Henri Joseph HARPIGNIES (Valenciennes, 1819 - Saint-Privé, 1916)

Small Country Road at Twilight

25 x 34.5 cm. (9 1316 x 13 916 in.)

1879.
Watercolor.
Signed and dated lower left.

At the age of twenty-seven, Henri Joseph Harpignies abandonned a career as an industrial merchant to embrace the life of an artist. He began by working en plein air with the painter Jean Achard, and then completed his training in Rome. Back in France in 1852, he settled in Paris where his qualities as a painter soon established his reputation. His long career crowned with constant success blossomed through watercolors which he practiced with great freedom.

Enamoured of the countryside and constantly in contact with Nature, Harpignies roamed numerous French regions. In the forest of Fontainebleau, this fervent admirer of Corot could be seen even as he kept his personal style quite distinct from that of the Barbizon school.

During the summer of 1869, the artist discovered the Forest of Tronçais in the Allier, thanks to one of his students, Jeanne Rongier. Her father, a property manager on the Duke of Morny’s lands, rented the Montais Château near Brethon and invited the artist. During a hunt with hounds during this sojourn, Harpignies got lost and had to take a long detour, which caused him to discover la Bouteille, the Château of Creux, the road from Vallon to Hérisson which ran along the Aumance, the château de la Roche and Chateloy. Taken by the site, the painter vowed to return. Thus each year, he rented a house in Hérisson, before acquiring in 1879 the property of La Trémellerie at Saint-Privé, in the Yonne, along the banks of the Loing. From then on, the artist spent all his summers for the rest of his life at Saint-Privé, which was ideally situated between the valleys of the Allier, the Aumance, and the Nièvre.

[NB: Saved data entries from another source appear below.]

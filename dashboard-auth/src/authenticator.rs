use crate::credentials::{CredentialProvider, Credentials};
use crate::transport::RequestDescriptor;
use http::header::{HeaderName, HeaderValue, AUTHORIZATION};

/// Attaches bearer credentials to outgoing request descriptors.
#[derive(Clone)]
pub struct RequestAuthenticator {
    credentials: CredentialProvider,
    refresh_header: HeaderName,
}

impl RequestAuthenticator {
    pub fn new(credentials: CredentialProvider, refresh_header: HeaderName) -> Self {
        Self {
            credentials,
            refresh_header,
        }
    }

    /// Attach the current session's credentials.
    ///
    /// Without an access token the descriptor is returned unchanged and the
    /// request goes out unauthenticated.
    pub fn attach(&self, request: &RequestDescriptor) -> RequestDescriptor {
        self.attach_current(request).0
    }

    /// Like [`attach`](Self::attach), also returning the credentials used.
    pub fn attach_current(
        &self,
        request: &RequestDescriptor,
    ) -> (RequestDescriptor, Option<Credentials>) {
        let Some(credentials) = self.credentials.credentials() else {
            tracing::debug!(url = %request.url(), "No access token; sending unauthenticated");
            return (request.clone(), None);
        };

        match self.try_attach(request, &credentials) {
            Some(attached) => (attached, Some(credentials)),
            None => (request.clone(), None),
        }
    }

    /// Attach an explicit credential snapshot to a copy of `request`.
    ///
    /// An access token that is not a valid header value is not attached.
    pub fn attach_credentials(
        &self,
        request: &RequestDescriptor,
        credentials: &Credentials,
    ) -> RequestDescriptor {
        self.try_attach(request, credentials)
            .unwrap_or_else(|| request.clone())
    }

    fn try_attach(
        &self,
        request: &RequestDescriptor,
        credentials: &Credentials,
    ) -> Option<RequestDescriptor> {
        let mut derived = request.clone();

        match HeaderValue::from_str(&format!("Bearer {}", credentials.access_token)) {
            Ok(mut value) => {
                value.set_sensitive(true);
                derived = derived.with_header(AUTHORIZATION, value);
            }
            Err(_) => {
                tracing::warn!(
                    url = %request.url(),
                    "Access token is not a valid header value; not attached"
                );
                return None;
            }
        }

        if let Some(refresh) = credentials.refresh_token.as_deref() {
            if let Ok(mut value) = HeaderValue::from_str(refresh) {
                value.set_sensitive(true);
                derived = derived.with_header(self.refresh_header.clone(), value);
            }
        }

        Some(derived)
    }
}

#[cfg(test)]
mod tests {
    use super::*;
    use crate::session::{Persistence, SessionRecord, SessionStore};
    use std::sync::Arc;

    fn authenticator(record: Option<SessionRecord>) -> RequestAuthenticator {
        let store = Arc::new(SessionStore::in_memory());
        if let Some(record) = record {
            store.set(&record, Persistence::Session).unwrap();
        }
        RequestAuthenticator::new(
            CredentialProvider::new(store),
            HeaderName::from_static("x-refresh-token"),
        )
    }

    #[test]
    fn test_attach_adds_bearer_and_refresh_headers() {
        let auth = authenticator(Some(
            SessionRecord::new("A1", Some("R1".to_string()), "u").unwrap(),
        ));
        let request = RequestDescriptor::get("/api/widgets");

        let attached = auth.attach(&request);

        assert_eq!(attached.headers().get(AUTHORIZATION).unwrap(), "Bearer A1");
        assert_eq!(attached.headers().get("x-refresh-token").unwrap(), "R1");
        assert!(request.headers().is_empty());
    }

    #[test]
    fn test_attach_without_refresh_token_adds_only_bearer() {
        let auth = authenticator(Some(SessionRecord::new("A1", None, "u").unwrap()));

        let attached = auth.attach(&RequestDescriptor::get("/api/widgets"));

        assert_eq!(attached.headers().get(AUTHORIZATION).unwrap(), "Bearer A1");
        assert!(attached.headers().get("x-refresh-token").is_none());
    }

    #[test]
    fn test_attach_without_session_returns_request_unchanged() {
        let auth = authenticator(None);
        let request = RequestDescriptor::get("/api/widgets");

        let attached = auth.attach(&request);

        assert!(attached.headers().is_empty());
        assert_eq!(attached.url(), request.url());
    }

    #[test]
    fn test_unattachable_token_is_not_reported_as_sent() {
        let auth = authenticator(Some(
            SessionRecord::new("A1\nX", Some("R1".to_string()), "u").unwrap(),
        ));
        let request = RequestDescriptor::get("/api/widgets");

        let (attached, sent_with) = auth.attach_current(&request);

        assert!(attached.headers().get(AUTHORIZATION).is_none());
        assert!(attached.headers().get("x-refresh-token").is_none());
        assert_eq!(sent_with, None);
    }

    #[test]
    fn test_attach_credentials_overrides_stale_authorization() {
        let auth = authenticator(None);
        let stale = RequestDescriptor::get("/api/widgets")
            .with_header(AUTHORIZATION, HeaderValue::from_static("Bearer A1"));
        let fresh = Credentials {
            access_token: "A2".to_string(),
            refresh_token: None,
        };

        let attached = auth.attach_credentials(&stale, &fresh);

        assert_eq!(attached.headers().get(AUTHORIZATION).unwrap(), "Bearer A2");
    }
}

Painted the very year that Harpignies settled at Saint-Privé, our watercolor seems to evoke the hilly surroundings of Hérisson more than the vast plains of the Loing. Behind the apparent freedom of execution and spontaneous view is hidden a well thought-out construction and plasticity. The sinuous verticals of the trees stand out against the sky and organize the space between the opaque hills below and the transparent lace of foliage above which are cut off by the edge of the paper. Traversed by a few bluish grey clouds, the white of the paper replaces celestial blue and gives the impression of an overcast, chilly but luminous day. All is rendered in muted harmonies of greens and browns from which the frail silhouettes stand out of a mother clothed in blue and wearing a red hat accompanied by her young son. These minute figures are reduced to dashes of color in several drawings and oils by Harpignies produced in 1879 and the following years.
A.Z.
transl. chr

General Literature (Unpublished Work)
Jean-Louis BALLERET, De Corot à Balthus, Paris, Cercle d’art, 1997.
Catalogue de l’exposition de 25 tableaux, 40 aquarelles de Harpignies présentés par Lucien Moline dans les salons du Grand Hôtel de Roubaix, Roubaix, 1928.
Paul GOSSET, Henri Harpignies, peintre paysagiste français, 1982.
Henri-Joseph Harpignies paintings and watercolors. A Loan Exhibition, Memphis, The Dixon Gallery and Gardens, 1978.
Harpignies, exhibition catalogue, Maubeuge, Musée Fercot-Delmotte, 1977.
Henri Harpignies, 1819-1916, exhibition catalogue, Valenciennes, Musée des Beaux-Arts, 1970.